### ASSIGNED TASK
Please report, as a bare number, how many lines below include the string "simulated".

### RECORD EXTRACTS
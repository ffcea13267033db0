//! Simulation time model.
//!
//! Time is a monotonically increasing `Tick` counter with no wall-clock
//! mapping: one tick is the indivisible unit of simulated time, and the
//! engine advances it only inside `step`.  Using an integer tick as the
//! canonical time unit means all schedule arithmetic is exact and
//! comparisons are O(1).
//!
//! `Tick::ZERO` doubles as the "not yet" sentinel in passenger records
//! (`pickup_tick`, `dropoff_tick`): the pipeline produces ticks starting at
//! 1, so a zero tick can never be a real pickup or dropoff time.

use std::fmt;

/// An absolute simulation tick counter.
///
/// Stored as `u64`: at one tick per simulated second a `u64` lasts ~585
/// billion years, so overflow is not a practical concern.
#[derive(Copy, Clone, PartialEq, Eq, PartialOrd, Ord, Hash, Debug, Default)]
#[cfg_attr(feature = "serde", derive(serde::Serialize, serde::Deserialize))]
#[cfg_attr(feature = "serde", serde(transparent))]
pub struct Tick(pub u64);

impl Tick {
    pub const ZERO: Tick = Tick(0);

    /// Return the tick `n` steps after `self`.
    #[inline]
    pub fn offset(self, n: u64) -> Tick {
        Tick(self.0 + n)
    }

    /// Ticks elapsed from `earlier` to `self`.
    ///
    /// # Panics
    /// Panics in debug mode if `earlier > self`.
    #[inline]
    pub fn since(self, earlier: Tick) -> u64 {
        self.0 - earlier.0
    }

    /// `true` if this is the `ZERO` sentinel ("not yet happened").
    #[inline]
    pub fn is_unset(self) -> bool {
        self.0 == 0
    }
}

impl std::ops::Add<u64> for Tick {
    type Output = Tick;
    #[inline]
    fn add(self, rhs: u64) -> Tick {
        Tick(self.0 + rhs)
    }
}

impl std::ops::Sub for Tick {
    type Output = u64;
    #[inline]
    fn sub(self, rhs: Tick) -> u64 {
        self.0 - rhs.0
    }
}

impl fmt::Display for Tick {
    fn fmt(&self, f: &mut fmt::Formatter<'_>) -> fmt::Result {
        write!(f, "T{}", self.0)
    }
}
//! Exact integer sub-floor positions.
//!
//! # Design
//!
//! A cabin's vertical position is `(current_floor, floor_up_position)` where
//! `floor_up_position` counts tenths of a floor above `current_floor` and is
//! normalized into `[0, 9]` after every mutation.  All movement arithmetic
//! happens on these integers; the only fractional value in the crate is
//! [`Position::current_floor_float`], which exists for reporting and event
//! payloads and never feeds back into state transitions.
//!
//! Comparisons against the target are done on the scaled axis
//! (`floor * 10 + floor_up_position`) so that a cabin sitting *between*
//! floors still reads the correct heading even when its target equals its
//! integer floor.

use crate::motion::Direction;

/// Sub-floor units per floor.  The whole engine assumes this scale.
pub const UNITS_PER_FLOOR: i32 = 10;

/// Exact cabin position plus its current target floor.
#[derive(Copy, Clone, PartialEq, Eq, Debug)]
#[cfg_attr(feature = "serde", derive(serde::Serialize, serde::Deserialize))]
pub struct Position {
    /// Integer floor the cabin is at or just above.
    pub current_floor: i32,
    /// Tenths of a floor above `current_floor`, in `[0, 9]`.
    pub floor_up_position: i32,
    /// The floor the cabin is currently commanded to reach.
    pub target_floor: i32,
}

impl Position {
    /// A cabin parked exactly at `floor`, targeting it.
    pub fn at_floor(floor: i32) -> Self {
        Self {
            current_floor:     floor,
            floor_up_position: 0,
            target_floor:      floor,
        }
    }

    // ── Scaled-axis helpers ───────────────────────────────────────────────

    /// Current position in sub-floor units from floor 0.
    #[inline]
    fn scaled(&self) -> i32 {
        self.current_floor * UNITS_PER_FLOOR + self.floor_up_position
    }

    /// Target position in sub-floor units from floor 0.
    #[inline]
    fn scaled_target(&self) -> i32 {
        self.target_floor * UNITS_PER_FLOOR
    }

    // ── Queries ───────────────────────────────────────────────────────────

    /// Remaining distance to the target in sub-floor units (0 at target).
    #[inline]
    pub fn distance_to_target(&self) -> i32 {
        (self.scaled_target() - self.scaled()).abs()
    }

    /// `true` iff the cabin sits exactly on its target floor.
    #[inline]
    pub fn is_at_target(&self) -> bool {
        self.current_floor == self.target_floor && self.floor_up_position == 0
    }

    /// Heading towards the target: `Stopped` only when exactly there.
    pub fn target_direction(&self) -> Direction {
        use std::cmp::Ordering::*;
        match self.scaled_target().cmp(&self.scaled()) {
            Greater => Direction::Up,
            Less    => Direction::Down,
            Equal   => Direction::Stopped,
        }
    }

    /// Presentational position in floors, e.g. `2.5` for half-way above 2.
    ///
    /// The single place a fraction appears; never used in state transitions.
    #[inline]
    pub fn current_floor_float(&self) -> f64 {
        self.current_floor as f64 + self.floor_up_position as f64 / UNITS_PER_FLOOR as f64
    }

    // ── Mutation ──────────────────────────────────────────────────────────

    /// Move by `delta` signed sub-floor units and normalize.
    ///
    /// Postcondition: `0 <= floor_up_position <= 9`.
    pub fn advance(&mut self, delta: i32) {
        self.floor_up_position += delta;
        while self.floor_up_position >= UNITS_PER_FLOOR {
            self.current_floor += 1;
            self.floor_up_position -= UNITS_PER_FLOOR;
        }
        while self.floor_up_position < 0 {
            self.current_floor -= 1;
            self.floor_up_position += UNITS_PER_FLOOR;
        }
    }

    /// Move up to `units` sub-floor units *towards the target*, clamped to
    /// the remaining distance so the cabin can never pass its target.
    ///
    /// The clamp matters when a retarget lands the target closer than one
    /// move: a cruising cabin redirected to a floor one unit away must
    /// finish there, not swing past and double back.
    pub fn advance_towards_target(&mut self, units: i32) {
        let units = units.min(self.distance_to_target());
        match self.target_direction() {
            Direction::Up      => self.advance(units),
            Direction::Down    => self.advance(-units),
            Direction::Stopped => {}
        }
    }
}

### RESPONSE TO THIS EXERCISE
2